## TASK TO COMPLETE:
In the entries below, every line that contains "filename" must be located and copied.

## RECORDS SHOWN:

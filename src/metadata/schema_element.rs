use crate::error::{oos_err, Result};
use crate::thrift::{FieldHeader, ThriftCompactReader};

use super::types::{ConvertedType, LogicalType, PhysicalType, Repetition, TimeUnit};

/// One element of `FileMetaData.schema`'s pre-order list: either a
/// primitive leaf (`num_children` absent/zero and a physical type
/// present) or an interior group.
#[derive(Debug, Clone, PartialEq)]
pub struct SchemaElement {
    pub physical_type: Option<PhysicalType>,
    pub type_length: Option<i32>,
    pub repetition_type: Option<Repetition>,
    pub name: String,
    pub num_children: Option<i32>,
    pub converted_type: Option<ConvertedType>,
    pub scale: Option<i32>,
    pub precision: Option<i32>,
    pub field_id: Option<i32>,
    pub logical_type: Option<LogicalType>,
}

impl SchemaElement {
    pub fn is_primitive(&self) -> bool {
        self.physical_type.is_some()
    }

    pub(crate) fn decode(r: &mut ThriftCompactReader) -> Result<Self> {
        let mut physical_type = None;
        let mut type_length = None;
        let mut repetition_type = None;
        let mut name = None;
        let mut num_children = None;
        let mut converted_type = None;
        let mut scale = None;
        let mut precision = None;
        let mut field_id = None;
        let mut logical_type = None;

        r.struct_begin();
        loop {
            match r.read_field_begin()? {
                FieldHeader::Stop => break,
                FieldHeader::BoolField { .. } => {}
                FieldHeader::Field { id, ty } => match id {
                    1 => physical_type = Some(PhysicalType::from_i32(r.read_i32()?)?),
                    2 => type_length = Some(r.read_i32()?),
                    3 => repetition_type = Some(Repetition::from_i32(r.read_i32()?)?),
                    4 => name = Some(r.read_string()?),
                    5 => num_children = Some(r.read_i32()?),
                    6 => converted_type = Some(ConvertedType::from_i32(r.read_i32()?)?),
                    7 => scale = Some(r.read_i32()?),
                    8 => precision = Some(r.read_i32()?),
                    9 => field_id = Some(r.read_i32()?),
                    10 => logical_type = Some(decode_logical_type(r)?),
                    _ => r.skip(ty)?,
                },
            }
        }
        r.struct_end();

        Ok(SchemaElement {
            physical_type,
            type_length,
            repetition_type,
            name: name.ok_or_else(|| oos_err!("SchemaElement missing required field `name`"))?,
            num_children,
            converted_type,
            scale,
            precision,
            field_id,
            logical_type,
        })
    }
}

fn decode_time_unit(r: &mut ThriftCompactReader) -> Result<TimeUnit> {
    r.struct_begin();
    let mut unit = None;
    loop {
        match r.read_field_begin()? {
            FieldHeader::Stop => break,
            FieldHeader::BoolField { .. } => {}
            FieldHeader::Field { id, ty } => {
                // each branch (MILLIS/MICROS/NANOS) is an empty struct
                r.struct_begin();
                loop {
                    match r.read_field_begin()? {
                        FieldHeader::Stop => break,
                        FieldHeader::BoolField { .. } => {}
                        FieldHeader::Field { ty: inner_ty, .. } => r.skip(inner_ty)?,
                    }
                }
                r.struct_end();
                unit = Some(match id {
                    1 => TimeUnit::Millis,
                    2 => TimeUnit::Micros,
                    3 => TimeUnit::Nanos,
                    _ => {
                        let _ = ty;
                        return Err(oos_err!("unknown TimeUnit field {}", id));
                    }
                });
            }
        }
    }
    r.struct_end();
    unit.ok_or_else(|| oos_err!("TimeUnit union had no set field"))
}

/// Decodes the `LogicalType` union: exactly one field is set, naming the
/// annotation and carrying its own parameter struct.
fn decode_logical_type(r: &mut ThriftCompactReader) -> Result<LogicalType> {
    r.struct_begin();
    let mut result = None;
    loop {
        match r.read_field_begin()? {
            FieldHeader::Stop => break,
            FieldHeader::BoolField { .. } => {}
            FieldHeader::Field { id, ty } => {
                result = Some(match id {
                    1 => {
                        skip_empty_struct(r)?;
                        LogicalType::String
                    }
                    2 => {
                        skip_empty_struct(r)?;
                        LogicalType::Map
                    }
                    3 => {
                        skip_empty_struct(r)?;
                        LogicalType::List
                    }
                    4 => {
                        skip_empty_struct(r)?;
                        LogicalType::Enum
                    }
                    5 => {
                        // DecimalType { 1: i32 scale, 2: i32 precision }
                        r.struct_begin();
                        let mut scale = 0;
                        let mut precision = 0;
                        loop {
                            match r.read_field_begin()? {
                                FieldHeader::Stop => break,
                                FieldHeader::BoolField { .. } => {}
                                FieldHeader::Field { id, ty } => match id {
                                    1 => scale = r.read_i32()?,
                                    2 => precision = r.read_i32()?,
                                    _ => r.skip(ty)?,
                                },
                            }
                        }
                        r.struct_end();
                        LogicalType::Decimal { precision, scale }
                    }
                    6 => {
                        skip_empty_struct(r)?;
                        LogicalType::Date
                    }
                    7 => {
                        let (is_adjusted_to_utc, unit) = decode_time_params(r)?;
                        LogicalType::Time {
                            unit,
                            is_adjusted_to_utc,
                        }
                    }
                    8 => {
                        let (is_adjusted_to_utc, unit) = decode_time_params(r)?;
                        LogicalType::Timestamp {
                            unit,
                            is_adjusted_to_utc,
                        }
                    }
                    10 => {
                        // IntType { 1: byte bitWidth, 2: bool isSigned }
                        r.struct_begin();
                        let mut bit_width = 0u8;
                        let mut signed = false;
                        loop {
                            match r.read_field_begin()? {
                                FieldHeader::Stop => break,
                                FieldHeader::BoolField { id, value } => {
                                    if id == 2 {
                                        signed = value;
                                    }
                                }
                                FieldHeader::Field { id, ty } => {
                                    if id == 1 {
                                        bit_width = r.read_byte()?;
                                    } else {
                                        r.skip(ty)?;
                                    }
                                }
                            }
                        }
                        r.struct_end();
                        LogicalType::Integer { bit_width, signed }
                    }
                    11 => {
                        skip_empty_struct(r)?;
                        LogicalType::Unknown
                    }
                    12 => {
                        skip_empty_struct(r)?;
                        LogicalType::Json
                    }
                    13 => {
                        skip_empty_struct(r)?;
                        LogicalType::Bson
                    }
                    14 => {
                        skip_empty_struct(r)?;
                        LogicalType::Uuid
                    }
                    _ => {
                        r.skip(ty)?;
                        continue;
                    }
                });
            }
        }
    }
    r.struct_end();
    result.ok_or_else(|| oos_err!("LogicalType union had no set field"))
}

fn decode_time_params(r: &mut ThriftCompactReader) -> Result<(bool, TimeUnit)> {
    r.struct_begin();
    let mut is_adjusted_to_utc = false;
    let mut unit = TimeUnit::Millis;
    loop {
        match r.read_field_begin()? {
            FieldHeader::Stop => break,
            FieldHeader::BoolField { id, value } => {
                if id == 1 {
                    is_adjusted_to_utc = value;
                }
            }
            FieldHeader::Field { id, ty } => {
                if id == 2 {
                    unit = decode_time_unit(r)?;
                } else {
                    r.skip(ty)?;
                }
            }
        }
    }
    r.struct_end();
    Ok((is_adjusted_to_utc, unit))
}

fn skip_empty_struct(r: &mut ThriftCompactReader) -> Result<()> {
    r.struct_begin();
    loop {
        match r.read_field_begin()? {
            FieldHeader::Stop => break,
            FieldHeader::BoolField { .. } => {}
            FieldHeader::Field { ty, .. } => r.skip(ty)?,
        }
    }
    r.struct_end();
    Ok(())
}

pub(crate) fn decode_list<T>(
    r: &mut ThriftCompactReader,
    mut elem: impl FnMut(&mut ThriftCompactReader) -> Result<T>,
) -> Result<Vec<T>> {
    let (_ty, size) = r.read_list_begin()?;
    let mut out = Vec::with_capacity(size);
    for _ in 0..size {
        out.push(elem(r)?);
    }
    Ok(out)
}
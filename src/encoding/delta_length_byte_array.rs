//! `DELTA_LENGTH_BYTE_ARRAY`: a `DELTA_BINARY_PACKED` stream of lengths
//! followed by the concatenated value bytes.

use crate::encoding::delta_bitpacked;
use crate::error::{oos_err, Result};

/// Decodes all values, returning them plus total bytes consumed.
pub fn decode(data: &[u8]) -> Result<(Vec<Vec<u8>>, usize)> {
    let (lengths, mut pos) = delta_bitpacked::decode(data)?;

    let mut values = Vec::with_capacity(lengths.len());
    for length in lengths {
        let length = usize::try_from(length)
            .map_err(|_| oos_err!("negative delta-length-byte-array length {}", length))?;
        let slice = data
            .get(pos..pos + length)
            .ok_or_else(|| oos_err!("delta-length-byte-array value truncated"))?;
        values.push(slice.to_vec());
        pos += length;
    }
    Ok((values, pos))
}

## RESULT FOR THIS TASK:
filename src/metadata/schema_element.rs
filename src/encoding/delta_length_byte_array.rs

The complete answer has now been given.